Problem requirements:
Please reproduce exactly the lines that begin the listing below, up to and including the line where "let enabled = config.session.start_enabled;" occurs.

________

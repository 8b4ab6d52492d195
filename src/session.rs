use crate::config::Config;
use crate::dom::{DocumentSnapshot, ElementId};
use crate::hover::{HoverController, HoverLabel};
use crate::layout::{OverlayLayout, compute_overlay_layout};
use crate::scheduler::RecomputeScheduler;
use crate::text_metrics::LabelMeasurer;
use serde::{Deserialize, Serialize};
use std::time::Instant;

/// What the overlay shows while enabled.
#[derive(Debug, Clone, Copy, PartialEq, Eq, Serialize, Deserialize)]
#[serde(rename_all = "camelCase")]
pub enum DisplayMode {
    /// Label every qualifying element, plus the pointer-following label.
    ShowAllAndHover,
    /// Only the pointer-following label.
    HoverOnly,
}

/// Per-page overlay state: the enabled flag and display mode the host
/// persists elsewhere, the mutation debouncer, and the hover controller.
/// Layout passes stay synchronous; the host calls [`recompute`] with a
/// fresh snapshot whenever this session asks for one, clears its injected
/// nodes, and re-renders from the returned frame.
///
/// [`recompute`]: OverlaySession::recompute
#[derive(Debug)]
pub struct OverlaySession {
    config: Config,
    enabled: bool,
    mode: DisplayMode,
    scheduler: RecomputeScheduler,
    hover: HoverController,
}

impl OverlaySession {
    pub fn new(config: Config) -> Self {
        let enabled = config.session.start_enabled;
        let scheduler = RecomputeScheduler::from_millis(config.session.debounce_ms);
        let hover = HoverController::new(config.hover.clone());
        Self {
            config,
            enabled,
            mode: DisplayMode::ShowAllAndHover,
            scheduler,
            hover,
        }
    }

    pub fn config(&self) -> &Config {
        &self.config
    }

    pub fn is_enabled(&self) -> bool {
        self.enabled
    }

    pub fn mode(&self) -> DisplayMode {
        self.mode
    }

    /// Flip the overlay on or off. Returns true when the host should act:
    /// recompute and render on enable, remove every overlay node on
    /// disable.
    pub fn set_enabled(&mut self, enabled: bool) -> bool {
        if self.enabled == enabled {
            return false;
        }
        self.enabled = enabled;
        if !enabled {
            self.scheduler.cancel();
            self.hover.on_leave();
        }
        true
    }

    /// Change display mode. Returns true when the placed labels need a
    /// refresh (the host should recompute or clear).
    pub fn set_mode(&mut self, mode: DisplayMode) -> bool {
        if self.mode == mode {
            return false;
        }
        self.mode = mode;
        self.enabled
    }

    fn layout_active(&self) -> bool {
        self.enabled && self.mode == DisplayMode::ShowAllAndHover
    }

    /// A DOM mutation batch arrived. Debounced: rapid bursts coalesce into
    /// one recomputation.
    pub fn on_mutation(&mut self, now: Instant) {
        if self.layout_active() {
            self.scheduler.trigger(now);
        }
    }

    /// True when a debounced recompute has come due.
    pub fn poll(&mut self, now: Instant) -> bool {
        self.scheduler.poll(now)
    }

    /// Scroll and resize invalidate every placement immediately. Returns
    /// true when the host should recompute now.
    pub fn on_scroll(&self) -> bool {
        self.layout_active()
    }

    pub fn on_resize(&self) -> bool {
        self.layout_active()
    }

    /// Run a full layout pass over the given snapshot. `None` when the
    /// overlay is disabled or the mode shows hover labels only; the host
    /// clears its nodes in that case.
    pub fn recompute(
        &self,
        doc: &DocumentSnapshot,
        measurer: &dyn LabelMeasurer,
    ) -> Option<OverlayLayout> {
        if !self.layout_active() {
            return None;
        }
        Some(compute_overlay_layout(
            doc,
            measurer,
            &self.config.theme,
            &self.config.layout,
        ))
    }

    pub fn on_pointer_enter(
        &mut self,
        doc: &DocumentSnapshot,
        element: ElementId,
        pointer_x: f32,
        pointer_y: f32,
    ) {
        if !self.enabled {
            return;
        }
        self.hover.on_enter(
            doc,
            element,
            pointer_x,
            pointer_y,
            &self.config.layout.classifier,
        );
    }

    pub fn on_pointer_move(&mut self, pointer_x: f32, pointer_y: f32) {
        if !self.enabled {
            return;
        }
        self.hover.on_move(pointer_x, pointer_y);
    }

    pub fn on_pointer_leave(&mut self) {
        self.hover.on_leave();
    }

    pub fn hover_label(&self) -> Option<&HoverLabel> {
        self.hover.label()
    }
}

________

Output below:
repository 8b4ab6d52492d195
filename src/session.rs
use crate::config::Config;
use crate::dom::{DocumentSnapshot, ElementId};
use crate::hover::{HoverController, HoverLabel};
use crate::layout::{OverlayLayout, compute_overlay_layout};
use crate::scheduler::RecomputeScheduler;
use crate::text_metrics::LabelMeasurer;
use serde::{Deserialize, Serialize};
use std::time::Instant;

/// What the overlay shows while enabled.
#[derive(Debug, Clone, Copy, PartialEq, Eq, Serialize, Deserialize)]
#[serde(rename_all = "camelCase")]
pub enum DisplayMode {
    /// Label every qualifying element, plus the pointer-following label.
    ShowAllAndHover,
    /// Only the pointer-following label.
    HoverOnly,
}

/// Per-page overlay state: the enabled flag and display mode the host
/// persists elsewhere, the mutation debouncer, and the hover controller.
/// Layout passes stay synchronous; the host calls [`recompute`] with a
/// fresh snapshot whenever this session asks for one, clears its injected
/// nodes, and re-renders from the returned frame.
///
/// [`recompute`]: OverlaySession::recompute
#[derive(Debug)]
pub struct OverlaySession {
    config: Config,
    enabled: bool,
    mode: DisplayMode,
    scheduler: RecomputeScheduler,
    hover: HoverController,
}

impl OverlaySession {
    pub fn new(config: Config) -> Self {
        let enabled = config.session.start_enabled;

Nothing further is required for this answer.